With the exception of the Novel method, the other five automatic algorithms demonstrated very poor accuracy. The method T3 showed the best accuracy out of the five algorithms because the method is in effect using the differential of the T wave signal to determine the minimum of the T wave, which in the absence of noise or any biphasic waveform would be significantly accurate

The Novel algorithm displayed a superior accuracy compared to the other measurement algorithms because the method uses the template of the T wave to in effect measure its own offset. It uses an inverted image of itself as a template to determine the first time at which the upright T wave and its inverted image return together to a common isoelectric baseline. This method therefore is the common measure of the physiological end for both the inverted and upright T waves, rather than using a surrogate marker for the end of the T wave as seen in the other algorithm methods. The Novel method is not dependent upon a preset amplitude threshold and is therefore not vulnerable to shifts in the ECG baseline like the threshold methods T1 and T2. The method does not depend upon differentiation and therefore is not vulnerable to errors arising from the biphasic waveform or the excessive noise produced by differentiation. The accuracy and reproducibility of the Novel method is susceptible to noise and although pre filtering does substantially reduce the effects of noise, recording of the ECG under optimally quiet conditions would further enhance its accuracy. As a result of the CSE study it has been emphasised that small variability rather than high accuracy is a desirable property of waveform recognition methods. It therefore follows that a combination of both these attributes is an even more desirable feature.

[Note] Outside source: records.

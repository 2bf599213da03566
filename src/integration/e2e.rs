//! End-to-end integration tests

use axum::body::{to_bytes, Body};
use axum::http::{header, Request, StatusCode};
use axum::Router;
use serde_json::{json, Value};
use tower::util::ServiceExt;

use crate::integration::fixtures::{router_for, two_devices, MetaDir};

/// GET `uri`, returning status, content type and raw body
async fn get(app: Router, uri: &str) -> (StatusCode, String, String) {
    let request = Request::builder().uri(uri).body(Body::empty()).unwrap();
    let response = app.oneshot(request).await.unwrap();

    let status = response.status();
    let content_type = response
        .headers()
        .get(header::CONTENT_TYPE)
        .map(|v| v.to_str().unwrap().to_string())
        .unwrap_or_default();
    let body = to_bytes(response.into_body(), usize::MAX).await.unwrap();

    (status, content_type, String::from_utf8(body.to_vec()).unwrap())
}

async fn get_json(app: Router, uri: &str) -> Value {
    let (status, content_type, body) = get(app, uri).await;
    assert_eq!(status, StatusCode::OK);
    assert_eq!(content_type, "application/json");
    serde_json::from_str(&body).unwrap()
}

/// Outer keys in the order they appear in the body
fn outer_keys(body: &str) -> Vec<i64> {
    body.lines()
        .filter(|l| l.starts_with("    \"") && !l.starts_with("     "))
        .filter_map(|l| l.trim().split('"').nth(1))
        .map(|k| k.parse().unwrap())
        .collect()
}

#[tokio::test]
async fn test_unfiltered_query() {
    let dir = two_devices();
    let (status, content_type, body) = get(dir.router(), "/files").await;

    assert_eq!(status, StatusCode::OK);
    assert_eq!(content_type, "application/json");
    assert_eq!(outer_keys(&body), vec![200, 100]);

    let value: Value = serde_json::from_str(&body).unwrap();
    assert_eq!(
        value,
        json!({"200": {"dev2": {"sub": "b"}}, "100": {"dev1": {"main": "a"}}})
    );
}

#[tokio::test]
async fn test_tend_filter() {
    let dir = two_devices();
    let value = get_json(dir.router(), "/files?tend=150").await;
    assert_eq!(value, json!({"100": {"dev1": {"main": "a"}}}));
}

#[tokio::test]
async fn test_nest_filter() {
    let dir = two_devices();
    let value = get_json(dir.router(), "/files?nest=dev2").await;
    assert_eq!(value, json!({"200": {"dev2": {"sub": "b"}}}));

    let value = get_json(dir.router(), "/files?nest=%20dev2%20").await;
    assert_eq!(value, json!({"200": {"dev2": {"sub": "b"}}}));
}

#[tokio::test]
async fn test_legacy_path() {
    let dir = two_devices();
    let value = get_json(dir.router(), "/files.php?tstart=150").await;
    assert_eq!(value, json!({"200": {"dev2": {"sub": "b"}}}));
}

#[tokio::test]
async fn test_zero_timestamp_never_appears() {
    let dir = two_devices();
    dir.write_record("zero", 0, "dev1", "main");

    for uri in ["/files", "/files?tstart=-10", "/files?nest=dev1", "/files?tend=0"] {
        let value = get_json(dir.router(), uri).await;
        assert!(value.get("0").is_none(), "uri {}", uri);
    }
}

#[tokio::test]
async fn test_invalid_files_are_skipped() {
    let dir = two_devices();
    dir.write_raw("garbage", "not json at all")
        .write_raw("partial", "{\"timestamp\": 300, \"did\": \"dev3\"")
        .write_raw("empty", "")
        .write_raw("list", "[1, 2, 3]")
        .write_raw("no_did", r#"{"timestamp":300,"stream_type":"main"}"#);

    let value = get_json(dir.router(), "/files").await;
    assert_eq!(
        value,
        json!({"200": {"dev2": {"sub": "b"}}, "100": {"dev1": {"main": "a"}}})
    );
}

#[tokio::test]
async fn test_combined_filters() {
    let dir = MetaDir::new();
    dir.write_record("a", 100, "dev1", "main")
        .write_record("b", 200, "dev1", "sub")
        .write_record("c", 200, "dev2", "main")
        .write_record("d", 300, "dev1", "main")
        .write_record("e", 400, "dev1", "main");

    let value = get_json(dir.router(), "/files?tstart=200&tend=300&nest=dev1").await;
    assert_eq!(
        value,
        json!({"300": {"dev1": {"main": "d"}}, "200": {"dev1": {"sub": "b"}}})
    );
}

#[tokio::test]
async fn test_recorder_layout() {
    let dir = MetaDir::new();
    dir.write_recording("20250101_120000", 1735732800, "nest1", "main")
        .write_recording("20250101_120005", 1735732805, "nest1", "sub");

    let value = get_json(dir.router(), "/files").await;
    assert_eq!(
        value,
        json!({
            "1735732805": {"nest1": {"sub": "detection_20250101_120005.mp4"}},
            "1735732800": {"nest1": {"main": "detection_20250101_120000.mp4"}},
        })
    );
}

#[tokio::test]
async fn test_empty_directory() {
    let dir = MetaDir::new();
    let (status, _, body) = get(dir.router(), "/files").await;
    assert_eq!(status, StatusCode::OK);
    assert_eq!(body, "{}");
}

#[tokio::test]
async fn test_missing_directory_ignores_filters() {
    let dir = MetaDir::new();
    let missing = dir.path().join("m3u8");

    for uri in ["/files", "/files?tstart=1&tend=2&nest=dev1"] {
        let (status, content_type, body) = get(router_for(missing.clone()), uri).await;
        assert_eq!(status, StatusCode::OK);
        assert_eq!(content_type, "application/json");
        assert_eq!(body, r#"{"error":"Directory not found"}"#);
    }
}

#[tokio::test]
async fn test_new_files_visible_on_next_query() {
    let dir = two_devices();
    let before = get_json(dir.router(), "/files").await;
    assert!(before.get("300").is_none());

    dir.write_record("c", 300, "dev3", "main");
    let after = get_json(dir.router(), "/files").await;
    assert_eq!(after["300"], json!({"dev3": {"main": "c"}}));
}

#[tokio::test]
async fn test_over_tcp() {
    let dir = two_devices();
    let app = dir.router();

    let listener = tokio::net::TcpListener::bind("127.0.0.1:0").await.unwrap();
    let addr = listener.local_addr().unwrap();
    tokio::spawn(async move {
        axum::serve(listener, app).await.unwrap();
    });

    let response = reqwest::get(format!("http://{}/files?nest=dev1", addr))
        .await
        .unwrap();
    assert_eq!(response.status().as_u16(), 200);
    assert_eq!(
        response.headers()["content-type"].to_str().unwrap(),
        "application/json"
    );

    let value: Value = response.json().await.unwrap();
    assert_eq!(value, json!({"100": {"dev1": {"main": "a"}}}));
}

Although it is not in the scope of this present paper to closely examine and compare the expert manual clinical method of measuring the real simulated QT interval, it is apparent that a reader of this paper may not agree with the entirely objective, simulated T wave end point and may wish to shorten the T wave end point in order for it to be more reconciled with a conventional clinical QT interval estimation. This problem arises because the clinical measurer of the QT interval may not be visibly aware of the very low frequency low amplitude content of the terminal part of the T wave. The Novel algorithm can be used to satisfy this clinical concern by using an 85% value or negative adjusting constant of the Novel algorithm QT value. This therefore describes a QT interval fixed relatively to the QT interval as calculated by the Novel algorithm. This can be appreciated in Figure 2, which shows the 85% Novel algorithm QT in both the raw clinical ECG signal and in the post filtered ECG T wave. This topic will be the subject of future research as it is not in the scope of the present paper.

Conclusion

A new validated reference standard has been formulated based on sound physiological principles which enabled the objective assessment of the accuracy and reproducibility of commonly used automatic computer algorithms which measure the scalar ECG QT interval. A new Novel computer algorithm has also been introduced.

The commonly used computer algorithms were all shown to be inaccurate in measuring the real QT interval. The Novel algorithm demonstrated accuracy in measuring the QT interval with high reproducibility. Two threshold methods were shown to give highly reproducible but inaccurate QT interval measurements which were prone to large variable errors with ECG baseline fluctuation.